● Exercise:
Write out the data once more, exactly as it reads.

- Opening Delimiter -

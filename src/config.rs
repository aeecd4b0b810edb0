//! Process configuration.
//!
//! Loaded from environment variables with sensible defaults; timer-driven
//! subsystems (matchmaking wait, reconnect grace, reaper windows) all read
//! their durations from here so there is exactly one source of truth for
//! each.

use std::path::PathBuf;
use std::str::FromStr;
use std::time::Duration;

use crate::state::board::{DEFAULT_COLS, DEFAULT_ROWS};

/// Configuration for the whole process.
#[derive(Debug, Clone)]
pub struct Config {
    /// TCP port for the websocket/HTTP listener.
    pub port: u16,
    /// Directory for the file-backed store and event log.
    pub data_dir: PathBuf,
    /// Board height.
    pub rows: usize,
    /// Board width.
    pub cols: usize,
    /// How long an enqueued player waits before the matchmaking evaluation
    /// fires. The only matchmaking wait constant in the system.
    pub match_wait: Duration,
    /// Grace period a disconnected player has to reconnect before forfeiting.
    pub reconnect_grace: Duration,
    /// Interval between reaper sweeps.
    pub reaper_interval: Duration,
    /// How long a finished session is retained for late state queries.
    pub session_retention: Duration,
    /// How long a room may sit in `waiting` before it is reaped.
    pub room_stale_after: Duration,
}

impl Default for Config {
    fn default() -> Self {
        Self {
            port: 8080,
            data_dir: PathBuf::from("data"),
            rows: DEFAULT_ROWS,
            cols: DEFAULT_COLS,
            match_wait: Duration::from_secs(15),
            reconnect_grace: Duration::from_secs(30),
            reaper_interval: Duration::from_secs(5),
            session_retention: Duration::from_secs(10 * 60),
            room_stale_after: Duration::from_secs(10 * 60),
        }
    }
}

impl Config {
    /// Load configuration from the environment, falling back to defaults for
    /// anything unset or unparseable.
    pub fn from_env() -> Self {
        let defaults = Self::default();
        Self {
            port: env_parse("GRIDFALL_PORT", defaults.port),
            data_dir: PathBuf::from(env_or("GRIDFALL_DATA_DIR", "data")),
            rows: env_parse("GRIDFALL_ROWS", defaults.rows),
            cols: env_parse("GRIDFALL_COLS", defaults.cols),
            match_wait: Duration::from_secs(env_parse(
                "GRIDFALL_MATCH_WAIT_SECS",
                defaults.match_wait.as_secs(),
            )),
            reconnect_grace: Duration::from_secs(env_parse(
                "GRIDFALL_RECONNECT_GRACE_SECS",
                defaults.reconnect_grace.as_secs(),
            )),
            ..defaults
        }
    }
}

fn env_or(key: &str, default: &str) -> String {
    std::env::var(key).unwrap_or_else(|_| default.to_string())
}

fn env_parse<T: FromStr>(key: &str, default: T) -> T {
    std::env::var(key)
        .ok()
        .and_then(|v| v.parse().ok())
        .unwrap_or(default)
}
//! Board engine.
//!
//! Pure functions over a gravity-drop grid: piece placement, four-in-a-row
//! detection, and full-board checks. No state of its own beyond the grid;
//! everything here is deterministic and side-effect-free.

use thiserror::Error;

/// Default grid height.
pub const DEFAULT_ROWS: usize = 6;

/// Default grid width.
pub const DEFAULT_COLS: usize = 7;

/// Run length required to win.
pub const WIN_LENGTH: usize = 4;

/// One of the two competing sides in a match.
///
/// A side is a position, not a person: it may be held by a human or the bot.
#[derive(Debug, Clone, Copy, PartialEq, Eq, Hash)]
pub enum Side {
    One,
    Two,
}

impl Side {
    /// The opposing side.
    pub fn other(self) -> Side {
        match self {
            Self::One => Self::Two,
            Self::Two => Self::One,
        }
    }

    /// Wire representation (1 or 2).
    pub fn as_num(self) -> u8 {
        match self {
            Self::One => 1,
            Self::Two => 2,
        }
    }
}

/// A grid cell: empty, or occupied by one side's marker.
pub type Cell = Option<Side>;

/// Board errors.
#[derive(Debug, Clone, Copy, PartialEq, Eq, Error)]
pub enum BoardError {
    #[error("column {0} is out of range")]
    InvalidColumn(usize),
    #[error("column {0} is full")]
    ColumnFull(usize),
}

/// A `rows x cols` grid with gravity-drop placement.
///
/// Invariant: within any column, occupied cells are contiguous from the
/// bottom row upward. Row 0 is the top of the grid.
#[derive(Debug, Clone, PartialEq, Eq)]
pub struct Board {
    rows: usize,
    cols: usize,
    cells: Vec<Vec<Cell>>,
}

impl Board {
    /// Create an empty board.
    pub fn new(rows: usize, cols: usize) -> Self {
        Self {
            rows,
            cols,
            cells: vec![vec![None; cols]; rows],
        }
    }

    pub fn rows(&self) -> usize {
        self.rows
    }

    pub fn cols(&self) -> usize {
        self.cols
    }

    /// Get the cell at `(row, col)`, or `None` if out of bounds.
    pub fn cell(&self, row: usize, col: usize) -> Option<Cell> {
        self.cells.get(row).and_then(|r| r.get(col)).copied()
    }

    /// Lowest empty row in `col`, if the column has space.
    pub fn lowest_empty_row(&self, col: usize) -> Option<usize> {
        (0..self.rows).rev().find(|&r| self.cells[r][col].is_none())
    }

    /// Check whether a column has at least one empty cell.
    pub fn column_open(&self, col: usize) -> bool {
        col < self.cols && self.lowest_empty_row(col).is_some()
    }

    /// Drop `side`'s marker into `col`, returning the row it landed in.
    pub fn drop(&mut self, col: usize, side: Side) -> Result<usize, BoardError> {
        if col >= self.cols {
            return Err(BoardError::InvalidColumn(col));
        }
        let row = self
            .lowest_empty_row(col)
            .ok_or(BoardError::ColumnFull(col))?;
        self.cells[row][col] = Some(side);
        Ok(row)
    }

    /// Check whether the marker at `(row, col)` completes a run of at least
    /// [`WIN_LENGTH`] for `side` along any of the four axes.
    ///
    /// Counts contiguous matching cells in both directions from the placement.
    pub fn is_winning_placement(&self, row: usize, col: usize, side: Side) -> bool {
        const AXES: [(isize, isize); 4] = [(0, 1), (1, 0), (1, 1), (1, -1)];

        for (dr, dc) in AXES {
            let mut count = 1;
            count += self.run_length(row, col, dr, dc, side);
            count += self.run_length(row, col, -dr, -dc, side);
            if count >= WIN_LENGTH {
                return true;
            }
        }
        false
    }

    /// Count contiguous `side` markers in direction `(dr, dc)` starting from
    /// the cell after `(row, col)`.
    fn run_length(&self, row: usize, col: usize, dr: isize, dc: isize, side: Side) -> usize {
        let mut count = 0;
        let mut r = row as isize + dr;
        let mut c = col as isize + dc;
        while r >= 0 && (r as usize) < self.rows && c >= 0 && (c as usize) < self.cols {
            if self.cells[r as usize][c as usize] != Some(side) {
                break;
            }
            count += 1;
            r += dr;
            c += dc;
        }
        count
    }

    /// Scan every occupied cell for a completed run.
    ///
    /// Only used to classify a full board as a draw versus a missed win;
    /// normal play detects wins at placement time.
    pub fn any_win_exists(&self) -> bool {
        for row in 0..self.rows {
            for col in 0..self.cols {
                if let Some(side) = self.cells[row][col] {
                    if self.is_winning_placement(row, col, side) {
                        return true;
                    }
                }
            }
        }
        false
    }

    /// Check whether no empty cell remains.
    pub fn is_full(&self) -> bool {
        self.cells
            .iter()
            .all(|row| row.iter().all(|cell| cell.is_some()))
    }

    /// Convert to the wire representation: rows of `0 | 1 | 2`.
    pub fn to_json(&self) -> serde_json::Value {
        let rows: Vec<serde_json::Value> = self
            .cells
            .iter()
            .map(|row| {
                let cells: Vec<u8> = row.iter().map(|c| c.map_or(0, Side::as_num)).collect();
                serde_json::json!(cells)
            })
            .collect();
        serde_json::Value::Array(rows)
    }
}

- Closing Delimiter -

● Answer:
filename src/config.rs
repository aeecd4b0b810edb0
//! Process configuration.
//!
//! Loaded from environment variables with sensible defaults; timer-driven
//! subsystems (matchmaking wait, reconnect grace, reaper windows) all read
//! their durations from here so there is exactly one source of truth for
//! each.

use std::path::PathBuf;
use std::str::FromStr;
use std::time::Duration;

use crate::state::board::{DEFAULT_COLS, DEFAULT_ROWS};

/// Configuration for the whole process.
#[derive(Debug, Clone)]
pub struct Config {
    /// TCP port for the websocket/HTTP listener.
    pub port: u16,
    /// Directory for the file-backed store and event log.
    pub data_dir: PathBuf,
    /// Board height.
    pub rows: usize,
    /// Board width.
    pub cols: usize,
    /// How long an enqueued player waits before the matchmaking evaluation
    /// fires. The only matchmaking wait constant in the system.
    pub match_wait: Duration,
    /// Grace period a disconnected player has to reconnect before forfeiting.
    pub reconnect_grace: Duration,
    /// Interval between reaper sweeps.
    pub reaper_interval: Duration,
    /// How long a finished session is retained for late state queries.
    pub session_retention: Duration,
    /// How long a room may sit in `waiting` before it is reaped.
    pub room_stale_after: Duration,
}

impl Default for Config {
    fn default() -> Self {
        Self {
            port: 8080,
            data_dir: PathBuf::from("data"),
            rows: DEFAULT_ROWS,
            cols: DEFAULT_COLS,
            match_wait: Duration::from_secs(15),
            reconnect_grace: Duration::from_secs(30),
            reaper_interval: Duration::from_secs(5),
            session_retention: Duration::from_secs(10 * 60),
            room_stale_after: Duration::from_secs(10 * 60),
        }
    }
}

impl Config {
    /// Load configuration from the environment, falling back to defaults for
    /// anything unset or unparseable.
    pub fn from_env() -> Self {
        let defaults = Self::default();
        Self {
            port: env_parse("GRIDFALL_PORT", defaults.port),
            data_dir: PathBuf::from(env_or("GRIDFALL_DATA_DIR", "data")),
            rows: env_parse("GRIDFALL_ROWS", defaults.rows),
            cols: env_parse("GRIDFALL_COLS", defaults.cols),
            match_wait: Duration::from_secs(env_parse(
                "GRIDFALL_MATCH_WAIT_SECS",
                defaults.match_wait.as_secs(),
            )),
            reconnect_grace: Duration::from_secs(env_parse(
                "GRIDFALL_RECONNECT_GRACE_SECS",
                defaults.reconnect_grace.as_secs(),
            )),
            ..defaults
        }
    }
}

fn env_or(key: &str, default: &str) -> String {
    std::env::var(key).unwrap_or_else(|_| default.to_string())
}

fn env_parse<T: FromStr>(key: &str, default: T) -> T {
    std::env::var(key)
        .ok()
        .and_then(|v| v.parse().ok())
        .unwrap_or(default)
}
//! Board engine.
//!
//! Pure functions over a gravity-drop grid: piece placement, four-in-a-row
//! detection, and full-board checks. No state of its own beyond the grid;
//! everything here is deterministic and side-effect-free.

use thiserror::Error;

/// Default grid height.
pub const DEFAULT_ROWS: usize = 6;

/// Default grid width.
pub const DEFAULT_COLS: usize = 7;

/// Run length required to win.
pub const WIN_LENGTH: usize = 4;

/// One of the two competing sides in a match.
///
/// A side is a position, not a person: it may be held by a human or the bot.
#[derive(Debug, Clone, Copy, PartialEq, Eq, Hash)]
pub enum Side {
    One,
    Two,
}

impl Side {
    /// The opposing side.
    pub fn other(self) -> Side {
        match self {
            Self::One => Self::Two,
            Self::Two => Self::One,
        }
    }

    /// Wire representation (1 or 2).
    pub fn as_num(self) -> u8 {
        match self {
            Self::One => 1,
            Self::Two => 2,
        }
    }
}

/// A grid cell: empty, or occupied by one side's marker.
pub type Cell = Option<Side>;

/// Board errors.
#[derive(Debug, Clone, Copy, PartialEq, Eq, Error)]
pub enum BoardError {
    #[error("column {0} is out of range")]
    InvalidColumn(usize),
    #[error("column {0} is full")]
    ColumnFull(usize),
}

/// A `rows x cols` grid with gravity-drop placement.
///
/// Invariant: within any column, occupied cells are contiguous from the
/// bottom row upward. Row 0 is the top of the grid.
#[derive(Debug, Clone, PartialEq, Eq)]
pub struct Board {
    rows: usize,
    cols: usize,
    cells: Vec<Vec<Cell>>,
}

impl Board {
    /// Create an empty board.
    pub fn new(rows: usize, cols: usize) -> Self {
        Self {
            rows,
            cols,
            cells: vec![vec![None; cols]; rows],
        }
    }

    pub fn rows(&self) -> usize {
        self.rows
    }

    pub fn cols(&self) -> usize {
        self.cols
    }

    /// Get the cell at `(row, col)`, or `None` if out of bounds.
    pub fn cell(&self, row: usize, col: usize) -> Option<Cell> {
        self.cells.get(row).and_then(|r| r.get(col)).copied()
    }

    /// Lowest empty row in `col`, if the column has space.
    pub fn lowest_empty_row(&self, col: usize) -> Option<usize> {
        (0..self.rows).rev().find(|&r| self.cells[r][col].is_none())
    }

    /// Check whether a column has at least one empty cell.
    pub fn column_open(&self, col: usize) -> bool {
        col < self.cols && self.lowest_empty_row(col).is_some()
    }

    /// Drop `side`'s marker into `col`, returning the row it landed in.
    pub fn drop(&mut self, col: usize, side: Side) -> Result<usize, BoardError> {
        if col >= self.cols {
            return Err(BoardError::InvalidColumn(col));
        }
        let row = self
            .lowest_empty_row(col)
            .ok_or(BoardError::ColumnFull(col))?;
        self.cells[row][col] = Some(side);
        Ok(row)
    }

    /// Check whether the marker at `(row, col)` completes a run of at least
    /// [`WIN_LENGTH`] for `side` along any of the four axes.
    ///
    /// Counts contiguous matching cells in both directions from the placement.
    pub fn is_winning_placement(&self, row: usize, col: usize, side: Side) -> bool {
        const AXES: [(isize, isize); 4] = [(0, 1), (1, 0), (1, 1), (1, -1)];

        for (dr, dc) in AXES {
            let mut count = 1;
            count += self.run_length(row, col, dr, dc, side);
            count += self.run_length(row, col, -dr, -dc, side);
            if count >= WIN_LENGTH {
                return true;
            }
        }
        false
    }

    /// Count contiguous `side` markers in direction `(dr, dc)` starting from
    /// the cell after `(row, col)`.
    fn run_length(&self, row: usize, col: usize, dr: isize, dc: isize, side: Side) -> usize {
        let mut count = 0;
        let mut r = row as isize + dr;
        let mut c = col as isize + dc;
        while r >= 0 && (r as usize) < self.rows && c >= 0 && (c as usize) < self.cols {
            if self.cells[r as usize][c as usize] != Some(side) {
                break;
            }
            count += 1;
            r += dr;
            c += dc;
        }
        count
    }

    /// Scan every occupied cell for a completed run.
    ///
    /// Only used to classify a full board as a draw versus a missed win;
    /// normal play detects wins at placement time.
    pub fn any_win_exists(&self) -> bool {
        for row in 0..self.rows {
            for col in 0..self.cols {
                if let Some(side) = self.cells[row][col] {
                    if self.is_winning_placement(row, col, side) {
                        return true;
                    }
                }
            }
        }
        false
    }

    /// Check whether no empty cell remains.
    pub fn is_full(&self) -> bool {
        self.cells
            .iter()
            .all(|row| row.iter().all(|cell| cell.is_some()))
    }

    /// Convert to the wire representation: rows of `0 | 1 | 2`.
    pub fn to_json(&self) -> serde_json::Value {
        let rows: Vec<serde_json::Value> = self
            .cells
            .iter()
            .map(|row| {
                let cells: Vec<u8> = row.iter().map(|c| c.map_or(0, Side::as_num)).collect();
                serde_json::json!(cells)
            })
            .collect();
        serde_json::Value::Array(rows)
    }
}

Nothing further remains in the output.